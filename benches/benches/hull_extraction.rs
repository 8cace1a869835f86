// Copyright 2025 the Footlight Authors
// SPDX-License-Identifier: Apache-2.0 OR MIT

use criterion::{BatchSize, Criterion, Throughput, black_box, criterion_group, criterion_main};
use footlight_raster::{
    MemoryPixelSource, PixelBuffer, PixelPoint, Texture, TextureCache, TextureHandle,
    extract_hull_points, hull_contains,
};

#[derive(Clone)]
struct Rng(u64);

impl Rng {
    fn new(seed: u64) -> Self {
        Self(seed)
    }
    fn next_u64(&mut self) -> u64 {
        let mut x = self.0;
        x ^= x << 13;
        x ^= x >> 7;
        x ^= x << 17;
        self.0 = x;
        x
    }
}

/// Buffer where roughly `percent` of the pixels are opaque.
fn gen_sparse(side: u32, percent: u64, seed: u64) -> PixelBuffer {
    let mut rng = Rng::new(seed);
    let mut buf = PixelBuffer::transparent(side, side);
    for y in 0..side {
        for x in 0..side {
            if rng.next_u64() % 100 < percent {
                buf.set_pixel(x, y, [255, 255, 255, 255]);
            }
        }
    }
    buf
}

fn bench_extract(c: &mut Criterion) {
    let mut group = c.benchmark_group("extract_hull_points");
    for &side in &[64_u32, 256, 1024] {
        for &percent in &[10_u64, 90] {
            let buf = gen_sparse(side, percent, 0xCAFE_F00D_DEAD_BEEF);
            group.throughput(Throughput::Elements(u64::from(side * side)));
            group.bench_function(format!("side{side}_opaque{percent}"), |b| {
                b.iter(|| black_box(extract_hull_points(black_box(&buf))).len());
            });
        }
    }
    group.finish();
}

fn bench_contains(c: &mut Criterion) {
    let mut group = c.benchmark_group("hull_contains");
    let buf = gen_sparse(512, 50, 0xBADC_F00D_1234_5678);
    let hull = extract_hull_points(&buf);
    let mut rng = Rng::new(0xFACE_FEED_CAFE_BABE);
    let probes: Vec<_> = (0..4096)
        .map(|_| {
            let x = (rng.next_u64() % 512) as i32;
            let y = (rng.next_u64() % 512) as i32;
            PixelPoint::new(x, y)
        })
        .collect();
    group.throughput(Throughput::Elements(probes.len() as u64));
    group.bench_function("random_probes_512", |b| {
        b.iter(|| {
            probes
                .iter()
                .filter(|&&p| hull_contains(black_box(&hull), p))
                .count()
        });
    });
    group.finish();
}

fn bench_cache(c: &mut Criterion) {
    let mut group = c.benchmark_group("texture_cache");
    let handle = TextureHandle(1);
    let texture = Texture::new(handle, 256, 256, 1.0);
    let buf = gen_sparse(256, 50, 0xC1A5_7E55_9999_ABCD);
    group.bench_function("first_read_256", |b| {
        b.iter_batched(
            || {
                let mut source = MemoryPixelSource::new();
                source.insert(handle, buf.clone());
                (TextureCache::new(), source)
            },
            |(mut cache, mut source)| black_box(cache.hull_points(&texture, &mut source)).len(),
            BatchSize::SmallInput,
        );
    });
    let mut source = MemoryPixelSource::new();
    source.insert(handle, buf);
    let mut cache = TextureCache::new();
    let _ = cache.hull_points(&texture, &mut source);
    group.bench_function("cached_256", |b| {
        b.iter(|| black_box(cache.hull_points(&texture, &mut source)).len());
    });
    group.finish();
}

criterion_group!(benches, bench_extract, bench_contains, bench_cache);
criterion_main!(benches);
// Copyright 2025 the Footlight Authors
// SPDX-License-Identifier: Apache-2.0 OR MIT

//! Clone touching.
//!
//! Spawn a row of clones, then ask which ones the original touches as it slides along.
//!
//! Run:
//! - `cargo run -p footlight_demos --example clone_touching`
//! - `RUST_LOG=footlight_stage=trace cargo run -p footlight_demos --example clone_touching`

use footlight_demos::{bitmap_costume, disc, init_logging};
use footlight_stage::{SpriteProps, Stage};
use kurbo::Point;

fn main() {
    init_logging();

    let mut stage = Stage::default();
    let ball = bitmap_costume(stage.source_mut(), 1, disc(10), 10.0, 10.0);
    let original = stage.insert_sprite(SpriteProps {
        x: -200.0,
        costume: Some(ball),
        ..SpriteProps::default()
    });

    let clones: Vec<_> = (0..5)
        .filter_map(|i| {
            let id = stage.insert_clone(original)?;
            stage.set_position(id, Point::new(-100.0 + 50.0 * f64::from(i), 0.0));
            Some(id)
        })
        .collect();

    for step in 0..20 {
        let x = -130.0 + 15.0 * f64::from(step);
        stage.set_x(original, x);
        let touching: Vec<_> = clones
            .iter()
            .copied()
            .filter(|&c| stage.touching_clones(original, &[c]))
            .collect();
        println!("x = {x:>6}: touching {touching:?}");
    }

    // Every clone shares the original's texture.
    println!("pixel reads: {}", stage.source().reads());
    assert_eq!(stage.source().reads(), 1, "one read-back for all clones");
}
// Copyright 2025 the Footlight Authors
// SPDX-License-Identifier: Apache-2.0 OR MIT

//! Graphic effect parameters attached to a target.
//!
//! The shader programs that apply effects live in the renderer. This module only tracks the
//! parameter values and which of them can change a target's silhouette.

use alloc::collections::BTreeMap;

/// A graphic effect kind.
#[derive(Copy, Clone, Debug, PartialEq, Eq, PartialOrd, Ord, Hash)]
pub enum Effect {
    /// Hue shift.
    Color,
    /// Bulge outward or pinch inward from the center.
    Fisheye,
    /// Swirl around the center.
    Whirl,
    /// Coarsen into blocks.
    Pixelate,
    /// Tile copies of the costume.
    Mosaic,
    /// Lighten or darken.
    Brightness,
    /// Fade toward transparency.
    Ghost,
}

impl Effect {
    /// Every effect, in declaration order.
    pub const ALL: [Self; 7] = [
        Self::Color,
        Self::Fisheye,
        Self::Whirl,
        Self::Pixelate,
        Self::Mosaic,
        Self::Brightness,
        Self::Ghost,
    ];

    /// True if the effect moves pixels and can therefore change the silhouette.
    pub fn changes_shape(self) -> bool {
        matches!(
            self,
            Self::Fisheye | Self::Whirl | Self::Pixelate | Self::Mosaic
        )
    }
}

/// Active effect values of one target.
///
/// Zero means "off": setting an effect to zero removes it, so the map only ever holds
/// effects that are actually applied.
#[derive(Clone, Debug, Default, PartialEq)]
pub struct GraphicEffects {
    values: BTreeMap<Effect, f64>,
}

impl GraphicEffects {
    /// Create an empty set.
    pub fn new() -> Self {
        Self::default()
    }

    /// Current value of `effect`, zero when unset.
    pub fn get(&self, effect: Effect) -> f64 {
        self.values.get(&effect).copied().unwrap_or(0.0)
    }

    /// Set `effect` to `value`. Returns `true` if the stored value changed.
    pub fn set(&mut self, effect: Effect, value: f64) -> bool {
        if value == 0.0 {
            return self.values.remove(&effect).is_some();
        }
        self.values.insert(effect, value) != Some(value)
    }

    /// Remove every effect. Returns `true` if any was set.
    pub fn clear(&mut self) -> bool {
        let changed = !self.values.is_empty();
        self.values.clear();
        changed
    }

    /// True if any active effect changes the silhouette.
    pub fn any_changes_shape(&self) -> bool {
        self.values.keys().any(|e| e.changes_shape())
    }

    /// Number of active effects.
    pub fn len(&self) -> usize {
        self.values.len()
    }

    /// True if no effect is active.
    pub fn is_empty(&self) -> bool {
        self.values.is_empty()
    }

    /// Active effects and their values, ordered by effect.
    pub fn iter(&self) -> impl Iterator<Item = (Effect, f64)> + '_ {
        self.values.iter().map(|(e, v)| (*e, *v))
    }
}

+--

» **WHAT THE TASK ASKS**: Look above for the line holding "pixels are opaque." and the line holding "for &percent in", then output exactly those two lines and every line between them, nothing more.

» **TASK SOLUTION**:
/// Buffer where roughly `percent` of the pixels are opaque.
fn gen_sparse(side: u32, percent: u64, seed: u64) -> PixelBuffer {
    let mut rng = Rng::new(seed);
    let mut buf = PixelBuffer::transparent(side, side);
    for y in 0..side {
        for x in 0..side {
            if rng.next_u64() % 100 < percent {
                buf.set_pixel(x, y, [255, 255, 255, 255]);
            }
        }
    }
    buf
}

fn bench_extract(c: &mut Criterion) {
    let mut group = c.benchmark_group("extract_hull_points");
    for &side in &[64_u32, 256, 1024] {
        for &percent in &[10_u64, 90] {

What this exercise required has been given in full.